Un prix Confucius de la paix, qui se veut une alternative chinoise au prix Nobel, a été attribué cette année au président zimbabwéen Robert Mugabe, pourtant objet de vives critiques de la part des défenseurs des droits de l'homme.
À la suite du dirigeant russe Vladimir Poutine (2010) ou encore de l'ex-président cubain Fidel Castro (2014), le très discret prix Confucius récompense donc encore une fois une personnalité controversée.
Qiao Damo, fondateur d'un obscur «Centre chinois d'études internationales pour la paix», organisation qui décerne le prix, a expliqué jeudi que Robert Mugabe avait été retenu pour ses «contributions exceptionnelles à la paix mondiale».
Le dirigeant africain nonagénaire a été préféré à neuf autres finalistes, dont le milliardaire Bill Gates, le secrétaire général de l'ONU Ban Ki-moon ou encore la présidente sud-coréenne Park Geun-hye, a-t-il ajouté.

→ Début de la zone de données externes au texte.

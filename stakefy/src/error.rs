//! Settlement error taxonomy.
//!
//! Every manager operation fails with a [`SettlementError`]. Each variant maps to a
//! stable numeric [`ErrorCode`] so transports can expose a fixed contract, grouped by
//! category: validation `2xxx`, payment `3xxx`, facilitator `4xxx`, session `5xxx`,
//! internal `9xxx`.

use std::fmt;

use rust_decimal::Decimal;
use serde::{Deserialize, Serialize, Serializer};

use crate::amount::AmountError;
use crate::timestamp::UnixTimestamp;

/// The kind of record an error refers to.
#[derive(Debug, Clone, Copy, PartialEq, Eq, Hash, Serialize, Deserialize)]
#[serde(rename_all = "snake_case")]
pub enum RecordKind {
    /// A one-time payment session.
    Session,
    /// A pre-authorized spending budget.
    Budget,
    /// A deposit-backed payment channel.
    Channel,
}

impl fmt::Display for RecordKind {
    fn fmt(&self, f: &mut fmt::Formatter<'_>) -> fmt::Result {
        f.write_str(match self {
            Self::Session => "session",
            Self::Budget => "budget",
            Self::Channel => "channel",
        })
    }
}

/// Errors returned by the session, budget and channel managers.
#[derive(Debug, Clone, PartialEq, Eq, thiserror::Error)]
#[non_exhaustive]
pub enum SettlementError {
    /// Unknown record id.
    #[error("{kind} not found: {id}")]
    NotFound {
        /// Record kind.
        kind: RecordKind,
        /// Requested id.
        id: String,
    },

    /// The operation is not valid for the record's current status.
    #[error("cannot {operation} {kind} {id} while it is {status}")]
    InvalidState {
        /// Record kind.
        kind: RecordKind,
        /// Record id.
        id: String,
        /// Status observed when the operation was attempted.
        status: String,
        /// Operation that was refused.
        operation: &'static str,
    },

    /// The record's expiry passed. The expiry transition has been persisted.
    #[error("{kind} {id} expired at {expires_at}")]
    Expired {
        /// Record kind.
        kind: RecordKind,
        /// Record id.
        id: String,
        /// The deadline that passed.
        expires_at: UnixTimestamp,
    },

    /// A channel payment would withdraw more than the deposit.
    #[error("insufficient channel balance: requested {requested}, available {available}")]
    InsufficientBalance {
        /// Amount requested by the payment.
        requested: Decimal,
        /// Balance left in the channel.
        available: Decimal,
    },

    /// A budget payment exceeds what is left in the budget.
    #[error("insufficient budget: requested {requested}, remaining {remaining}")]
    InsufficientBudget {
        /// Amount requested by the payment.
        requested: Decimal,
        /// Budget left.
        remaining: Decimal,
    },

    /// A channel payment's nonce does not advance past the last accepted one.
    #[error("nonce {nonce} rejected: channel already at nonce {current}")]
    ReplayOrOutOfOrder {
        /// Nonce carried by the rejected payment.
        nonce: u64,
        /// Last accepted nonce.
        current: u64,
    },

    /// The payment signature does not authenticate the channel owner.
    #[error("invalid signature: {0}")]
    InvalidSignature(String),

    /// An amount failed validation.
    #[error("invalid amount: {0}")]
    InvalidAmount(#[from] AmountError),

    /// An address or public key could not be parsed.
    #[error("invalid address: {0}")]
    InvalidAddress(String),

    /// A request argument other than the amount failed validation.
    #[error("invalid request: {0}")]
    InvalidRequest(String),

    /// The ledger could not be reached after retries. Safe to retry later.
    #[error("ledger unavailable: {0}")]
    LedgerUnavailable(String),

    /// The ledger refused the transaction.
    #[error("ledger rejected transaction: {0}")]
    LedgerRejected(String),

    /// Settlement already happened for this record.
    #[error("{kind} {id} is already settled")]
    AlreadySettled {
        /// Record kind.
        kind: RecordKind,
        /// Record id.
        id: String,
    },

    /// The record store failed or stayed contended.
    #[error("storage error: {0}")]
    Storage(String),
}

impl SettlementError {
    /// Convenience constructor for [`SettlementError::NotFound`].
    pub fn not_found(kind: RecordKind, id: impl Into<String>) -> Self {
        Self::NotFound {
            kind,
            id: id.into(),
        }
    }

    /// Returns the stable external error code.
    #[must_use]
    pub const fn code(&self) -> ErrorCode {
        match self {
            Self::NotFound { .. } => ErrorCode::SessionNotFound,
            Self::InvalidState { .. } => ErrorCode::SessionInvalidState,
            Self::Expired {
                kind: RecordKind::Channel,
                ..
            } => ErrorCode::SessionChannelClosed,
            Self::Expired { .. } => ErrorCode::SessionExpired,
            Self::InsufficientBalance { .. } => ErrorCode::PaymentInsufficientFunds,
            Self::InsufficientBudget { .. } => ErrorCode::SessionBudgetExceeded,
            Self::ReplayOrOutOfOrder { .. } => ErrorCode::PaymentAlreadyProcessed,
            Self::InvalidSignature(_) => ErrorCode::ValidationInvalidSignature,
            Self::InvalidAmount(_) => ErrorCode::ValidationInvalidAmount,
            Self::InvalidAddress(_) => ErrorCode::ValidationInvalidAddress,
            Self::InvalidRequest(_) => ErrorCode::ValidationInvalidRequest,
            Self::LedgerUnavailable(_) => ErrorCode::FacilitatorUnavailable,
            Self::LedgerRejected(_) => ErrorCode::PaymentTransactionFailed,
            Self::AlreadySettled { .. } => ErrorCode::PaymentAlreadySettled,
            Self::Storage(_) => ErrorCode::InternalError,
        }
    }

    /// Returns `true` if the caller may retry the same request later.
    #[must_use]
    pub const fn is_retryable(&self) -> bool {
        matches!(self, Self::LedgerUnavailable(_))
    }

    /// Builds the serializable error body for transports.
    #[must_use]
    pub fn to_body(&self) -> ErrorBody {
        ErrorBody::new(self.code(), self.to_string(), self.is_retryable())
    }
}

/// Stable numeric error codes exposed to API clients.
#[derive(Debug, Clone, Copy, PartialEq, Eq, Hash)]
#[repr(u16)]
pub enum ErrorCode {
    /// Amount is zero, negative or too precise.
    ValidationInvalidAmount = 2001,
    /// Address could not be parsed.
    ValidationInvalidAddress = 2002,
    /// Signature failed verification.
    ValidationInvalidSignature = 2003,
    /// Some other request field is missing or malformed.
    ValidationInvalidRequest = 2006,
    /// Channel deposit does not cover the payment.
    PaymentInsufficientFunds = 3001,
    /// The ledger refused the transaction.
    PaymentTransactionFailed = 3002,
    /// Replayed or out-of-order channel payment.
    PaymentAlreadyProcessed = 3003,
    /// A claimed payment does not match its ledger transaction.
    PaymentVerificationFailed = 3004,
    /// Settlement was already executed.
    PaymentAlreadySettled = 3008,
    /// Ledger unreachable.
    FacilitatorUnavailable = 4001,
    /// Unknown session, budget or channel.
    SessionNotFound = 5001,
    /// Session or budget expired.
    SessionExpired = 5002,
    /// Budget exhausted.
    SessionBudgetExceeded = 5003,
    /// Operation not allowed in the current status.
    SessionInvalidState = 5004,
    /// Channel expired and closed.
    SessionChannelClosed = 5005,
    /// Unexpected internal failure.
    InternalError = 9001,
}

impl ErrorCode {
    /// Numeric value of the code.
    #[must_use]
    pub const fn as_u16(self) -> u16 {
        self as u16
    }

    /// Upper-snake identifier, stable across releases.
    #[must_use]
    pub const fn name(self) -> &'static str {
        match self {
            Self::ValidationInvalidAmount => "INVALID_AMOUNT",
            Self::ValidationInvalidAddress => "INVALID_ADDRESS",
            Self::ValidationInvalidSignature => "INVALID_SIGNATURE",
            Self::ValidationInvalidRequest => "INVALID_REQUEST",
            Self::PaymentInsufficientFunds => "INSUFFICIENT_FUNDS",
            Self::PaymentTransactionFailed => "TRANSACTION_FAILED",
            Self::PaymentAlreadyProcessed => "PAYMENT_ALREADY_PROCESSED",
            Self::PaymentVerificationFailed => "VERIFICATION_FAILED",
            Self::PaymentAlreadySettled => "ALREADY_SETTLED",
            Self::FacilitatorUnavailable => "FACILITATOR_UNAVAILABLE",
            Self::SessionNotFound => "NOT_FOUND",
            Self::SessionExpired => "EXPIRED",
            Self::SessionBudgetExceeded => "BUDGET_EXCEEDED",
            Self::SessionInvalidState => "INVALID_STATE",
            Self::SessionChannelClosed => "CHANNEL_CLOSED",
            Self::InternalError => "INTERNAL_ERROR",
        }
    }

    /// Message suitable for showing to an end user.
    #[must_use]
    pub const fn user_message(self) -> &'static str {
        match self {
            Self::ValidationInvalidAmount => "The payment amount is invalid.",
            Self::ValidationInvalidAddress => "The address is invalid.",
            Self::ValidationInvalidSignature => "The payment signature could not be verified.",
            Self::ValidationInvalidRequest => "The request is missing or has invalid fields.",
            Self::PaymentInsufficientFunds => "Not enough funds are left in the channel.",
            Self::PaymentTransactionFailed => "The transaction was rejected by the network.",
            Self::PaymentAlreadyProcessed => "This payment was already processed.",
            Self::PaymentVerificationFailed => "The payment could not be verified.",
            Self::PaymentAlreadySettled => "This payment has already been settled.",
            Self::FacilitatorUnavailable => "The payment network is temporarily unavailable.",
            Self::SessionNotFound => "The payment session could not be found.",
            Self::SessionExpired => "The payment session has expired.",
            Self::SessionBudgetExceeded => "The session budget has been used up.",
            Self::SessionInvalidState => "The payment is not in a state that allows this action.",
            Self::SessionChannelClosed => "The payment channel is closed.",
            Self::InternalError => "An unexpected error occurred.",
        }
    }

    /// Suggested recovery action.
    #[must_use]
    pub const fn recovery(self) -> &'static str {
        match self {
            Self::ValidationInvalidAmount => "Use a positive amount up to 1000000000000 with at most 9 decimal places.",
            Self::ValidationInvalidAddress => "Check the address and try again.",
            Self::ValidationInvalidSignature => "Sign the payment with the channel owner's key.",
            Self::ValidationInvalidRequest => "Fix the request fields and try again.",
            Self::PaymentInsufficientFunds => "Pay a smaller amount or open a new channel.",
            Self::PaymentTransactionFailed => "Check the source balance and retry settlement.",
            Self::PaymentAlreadyProcessed => "Use a nonce greater than the last accepted one.",
            Self::PaymentVerificationFailed => "Check the transaction signature, payer and amount.",
            Self::PaymentAlreadySettled => "No action needed.",
            Self::FacilitatorUnavailable => "Retry the request after a short delay.",
            Self::SessionNotFound => "Create a new payment session.",
            Self::SessionExpired => "Create a new payment session or budget.",
            Self::SessionBudgetExceeded => "Create a new budget with a larger amount.",
            Self::SessionInvalidState => "Check the current status before retrying.",
            Self::SessionChannelClosed => "Settle the channel and open a new one.",
            Self::InternalError => "Retry later or contact support.",
        }
    }
}

impl fmt::Display for ErrorCode {
    fn fmt(&self, f: &mut fmt::Formatter<'_>) -> fmt::Result {
        write!(f, "{} ({})", self.name(), self.as_u16())
    }
}

impl Serialize for ErrorCode {
    fn serialize<S: Serializer>(&self, serializer: S) -> Result<S::Ok, S::Error> {
        serializer.serialize_u16(self.as_u16())
    }
}

/// JSON error body returned by transports.
#[derive(Debug, Clone, Serialize)]
#[serde(rename_all = "camelCase")]
pub struct ErrorBody {
    /// Numeric code.
    pub code: ErrorCode,
    /// Stable identifier for the code.
    pub error: &'static str,
    /// Detailed developer-facing message.
    pub message: String,
    /// End-user message.
    pub user_message: &'static str,
    /// Recovery hint.
    pub recovery: &'static str,
    /// Whether the request may be retried unchanged.
    pub retryable: bool,
}

impl ErrorBody {
    /// Builds a body for `code`, filling in the code's stable texts.
    #[must_use]
    pub fn new(code: ErrorCode, message: impl Into<String>, retryable: bool) -> Self {
        Self {
            code,
            error: code.name(),
            message: message.into(),
            user_message: code.user_message(),
            recovery: code.recovery(),
            retryable,
        }
    }
}

#[cfg(test)]
mod tests {
    use super::*;

    #[test]
    fn codes_are_grouped_by_category() {
        let not_found = SettlementError::not_found(RecordKind::Budget, "b1");
        assert_eq!(not_found.code().as_u16(), 5001);
        assert_eq!(not_found.to_string(), "budget not found: b1");

        let replay = SettlementError::ReplayOrOutOfOrder {
            nonce: 1,
            current: 1,
        };
        assert_eq!(replay.code().as_u16(), 3003);

        let closed = SettlementError::Expired {
            kind: RecordKind::Channel,
            id: "c".into(),
            expires_at: UnixTimestamp::from_secs(1),
        };
        assert_eq!(closed.code(), ErrorCode::SessionChannelClosed);
    }

    #[test]
    fn only_ledger_unavailability_is_retryable() {
        assert!(SettlementError::LedgerUnavailable("down".into()).is_retryable());
        assert!(!SettlementError::LedgerRejected("no".into()).is_retryable());
        assert!(!SettlementError::InvalidSignature("bad".into()).is_retryable());
    }

    #[test]
    fn body_serializes_numeric_code() {
        let body = SettlementError::InvalidRequest("missing merchantId".into()).to_body();
        let json = serde_json::to_value(&body).unwrap();
        assert_eq!(json["code"], 2006);
        assert_eq!(json["error"], "INVALID_REQUEST");
        assert_eq!(json["retryable"], false);
        assert!(json["userMessage"].is_string());
    }
}
//! Ledger gateway abstraction.
//!
//! The managers never talk to a blockchain directly. They go through the [`Ledger`]
//! trait, which exposes the four capabilities settlement needs: fresh deposit
//! addresses, balance checks, transfers and transaction lookups.
//!
//! - [`memory`] - In-process ledger for development and tests
//! - [`retry`] - Backoff policy applied to transient ledger failures

pub mod memory;
pub mod retry;

use std::fmt;

use async_trait::async_trait;
use rust_decimal::Decimal;
use serde::{Deserialize, Serialize};

use crate::error::{RecordKind, SettlementError};
use crate::timestamp::UnixTimestamp;

pub use memory::InMemoryLedger;
pub use retry::RetryPolicy;

/// Opaque reference to a ledger transaction (a transaction signature on Solana).
#[derive(Debug, Clone, PartialEq, Eq, Hash, Serialize, Deserialize)]
#[serde(transparent)]
pub struct TransactionRef(String);

impl TransactionRef {
    /// Wraps a raw transaction reference.
    pub fn new(reference: impl Into<String>) -> Self {
        Self(reference.into())
    }

    /// Returns the reference as a string slice.
    #[must_use]
    pub fn as_str(&self) -> &str {
        &self.0
    }

    /// Consumes the wrapper.
    #[must_use]
    pub fn into_inner(self) -> String {
        self.0
    }
}

impl fmt::Display for TransactionRef {
    fn fmt(&self, f: &mut fmt::Formatter<'_>) -> fmt::Result {
        f.write_str(&self.0)
    }
}

/// One destination of a (possibly multi-destination) transfer.
#[derive(Debug, Clone, PartialEq, Eq, Serialize, Deserialize)]
pub struct TransferLeg {
    /// Destination address.
    pub to: String,
    /// Amount moved to `to`.
    pub amount: Decimal,
}

impl TransferLeg {
    /// Creates a leg.
    pub fn new(to: impl Into<String>, amount: Decimal) -> Self {
        Self {
            to: to.into(),
            amount,
        }
    }
}

/// Idempotency key for the single settlement transfer of a record.
///
/// Stable for the lifetime of the record, so every retry of a settlement, including a
/// new settle call after a released claim, can land at most once.
#[must_use]
pub fn settlement_key(kind: RecordKind, id: &str) -> String {
    format!("stakefy:{kind}:settle:{id}")
}

/// A confirmed ledger transaction as reported by [`Ledger::get_transaction`].
#[derive(Debug, Clone, PartialEq, Eq, Serialize, Deserialize)]
#[serde(rename_all = "camelCase")]
pub struct TransactionRecord {
    /// Transaction reference.
    pub reference: TransactionRef,
    /// Source address (the payer).
    pub from: String,
    /// Destinations and amounts.
    pub legs: Vec<TransferLeg>,
    /// Block height (slot) the transaction landed in.
    pub block_height: u64,
    /// Block time, when the ledger reports one.
    #[serde(default, skip_serializing_if = "Option::is_none")]
    pub block_time: Option<UnixTimestamp>,
    /// `false` if the transaction landed but failed.
    pub succeeded: bool,
}

impl TransactionRecord {
    /// Sum of all legs.
    #[must_use]
    pub fn total(&self) -> Decimal {
        self.legs.iter().map(|leg| leg.amount).sum()
    }
}

/// Failures reported by a [`Ledger`].
#[derive(Debug, Clone, PartialEq, Eq, thiserror::Error)]
pub enum LedgerError {
    /// The ledger could not be reached.
    #[error("ledger unreachable: {0}")]
    Unavailable(String),
    /// The ledger did not answer in time. The outcome is unknown.
    #[error("ledger request timed out: {0}")]
    Timeout(String),
    /// The ledger refused the request.
    #[error("ledger rejected request: {0}")]
    Rejected(String),
}

impl LedgerError {
    /// Transient failures are retried by [`RetryPolicy`].
    #[must_use]
    pub const fn is_transient(&self) -> bool {
        matches!(self, Self::Unavailable(_) | Self::Timeout(_))
    }
}

impl From<LedgerError> for SettlementError {
    fn from(err: LedgerError) -> Self {
        match err {
            LedgerError::Unavailable(msg) | LedgerError::Timeout(msg) => {
                Self::LedgerUnavailable(msg)
            }
            LedgerError::Rejected(msg) => Self::LedgerRejected(msg),
        }
    }
}

/// Capability to move and observe funds on the underlying ledger.
///
/// Implementations hold whatever key material is needed to move funds out of the
/// deposit addresses they generate; that material never leaves the implementation.
#[async_trait]
pub trait Ledger: Send + Sync + fmt::Debug {
    /// Allocates a fresh address that the ledger can later spend from.
    ///
    /// # Errors
    ///
    /// Returns [`LedgerError`] if the address cannot be allocated.
    async fn generate_deposit_address(&self) -> Result<String, LedgerError>;

    /// Returns `true` if `address` holds at least `min_amount`.
    ///
    /// # Errors
    ///
    /// Returns [`LedgerError`] if the balance cannot be read.
    async fn check_balance(&self, address: &str, min_amount: Decimal) -> Result<bool, LedgerError>;

    /// Moves `amount` from `from` to `to` as a single-leg [`Ledger::transfer_many`]
    /// without an idempotency key.
    ///
    /// # Errors
    ///
    /// Returns [`LedgerError`] if the transfer is refused or the ledger is unreachable.
    async fn transfer(
        &self,
        from: &str,
        to: &str,
        amount: Decimal,
    ) -> Result<TransactionRef, LedgerError> {
        self.transfer_many(from, &[TransferLeg::new(to, amount)], None)
            .await
    }

    /// Looks up a transaction by reference. `Ok(None)` means unknown.
    ///
    /// # Errors
    ///
    /// Returns [`LedgerError`] if the ledger is unreachable.
    async fn get_transaction(
        &self,
        reference: &TransactionRef,
    ) -> Result<Option<TransactionRecord>, LedgerError>;

    /// Moves funds from `from` to every leg in one atomic transaction: either all legs
    /// land or none do.
    ///
    /// When `idempotency_key` is set, a repeated call with the same key and the same
    /// transfer must not move funds again and returns the reference of the transfer
    /// that already landed. A key reused for a different transfer is rejected. This is
    /// what makes retrying after [`LedgerError::Timeout`] safe.
    ///
    /// # Errors
    ///
    /// Returns [`LedgerError::Rejected`] for an empty leg list, a non-positive leg, a
    /// reused key or insufficient funds, and a transient [`LedgerError`] otherwise.
    async fn transfer_many(
        &self,
        from: &str,
        legs: &[TransferLeg],
        idempotency_key: Option<&str>,
    ) -> Result<TransactionRef, LedgerError>;
}

#[cfg(test)]
mod tests {
    use super::*;

    #[test]
    fn ledger_errors_map_onto_taxonomy() {
        assert_eq!(
            SettlementError::from(LedgerError::Timeout("slow".into())),
            SettlementError::LedgerUnavailable("slow".into())
        );
        assert_eq!(
            SettlementError::from(LedgerError::Rejected("nope".into())),
            SettlementError::LedgerRejected("nope".into())
        );
        assert!(LedgerError::Unavailable(String::new()).is_transient());
        assert!(!LedgerError::Rejected(String::new()).is_transient());
    }

    #[test]
    fn transaction_total_sums_legs() {
        let record = TransactionRecord {
            reference: TransactionRef::new("sig"),
            from: "payer".into(),
            legs: vec![
                TransferLeg::new("a", Decimal::new(15, 1)),
                TransferLeg::new("b", Decimal::new(5, 1)),
            ],
            block_height: 7,
            block_time: None,
            succeeded: true,
        };
        assert_eq!(record.total(), Decimal::TWO);
    }

    #[test]
    fn settlement_keys_are_stable_per_record() {
        assert_eq!(
            settlement_key(RecordKind::Channel, "c-1"),
            "stakefy:channel:settle:c-1"
        );
        assert_ne!(
            settlement_key(RecordKind::Session, "x"),
            settlement_key(RecordKind::Channel, "x")
        );
    }
}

«Si (Mugabe) n'était pas arrivé au pouvoir en 1980, quel talent aurait été gâché!», s'est exclamé M. Qiao, pointant sa capacité à «stabiliser le Zimbabwe» en établissant «un ordre (...) bénéfique au peuple», mais aussi à «promouvoir la paix en Afrique» en occupant la présidence tournante de l'Union africaine.
De quoi faire enrager les ONG de défense des droits de l'homme et l'opposition zimbabwéenne, qui n'ont de cesse de dénoncer la brutale répression menée par Mugabe contre ses détracteurs et l'effondrement économique résultant de son arbitraire politique.
«Mugabe, tel que nous le connaissons et tel que les Zimbabwéens en ont fait l'expérience, est un va-t-en-guerre et un sadique qui se délecte de la misère de son peuple», a déclaré Gorden Moyo, secrétaire général du Parti démocratique populaire (mouvement d'opposition) sur le site d'informations Bulawayo24.
Pour lui, remettre ce prix à Mugabe est une «absurdité»: «Les organisateurs devraient avoir honte de récompenser des meurtriers qui se déguisent en pacifistes».
«C'est normal qu'il y ait eu un peu de "désordre"» au Zimbabwe sous Mugabe, réplique Qiao Dama. «Quand les États-Unis ont été fondés, la situation était très chaotique. Et le Zimbabwe a été fondé il y a 30 ans seulement».
Le prix Confucius est apparu en 2010, après la remise du prix Nobel de la paix au dissident chinois emprisonné Liu Xiaobo, ce qui avait provoqué la fureur de Pékin.
Il s'agissait, selon M. Qiao, d'établir une alternative «asiatique» à un Nobel «trop extrême et ne reposant pas sur des faits objectifs».
Le prix Confucius sera cette année accompagné d'une récompense de 500 000 yuans (environ 77 000 dollars), financée par un homme d'affaires sous couvert d'anonymat.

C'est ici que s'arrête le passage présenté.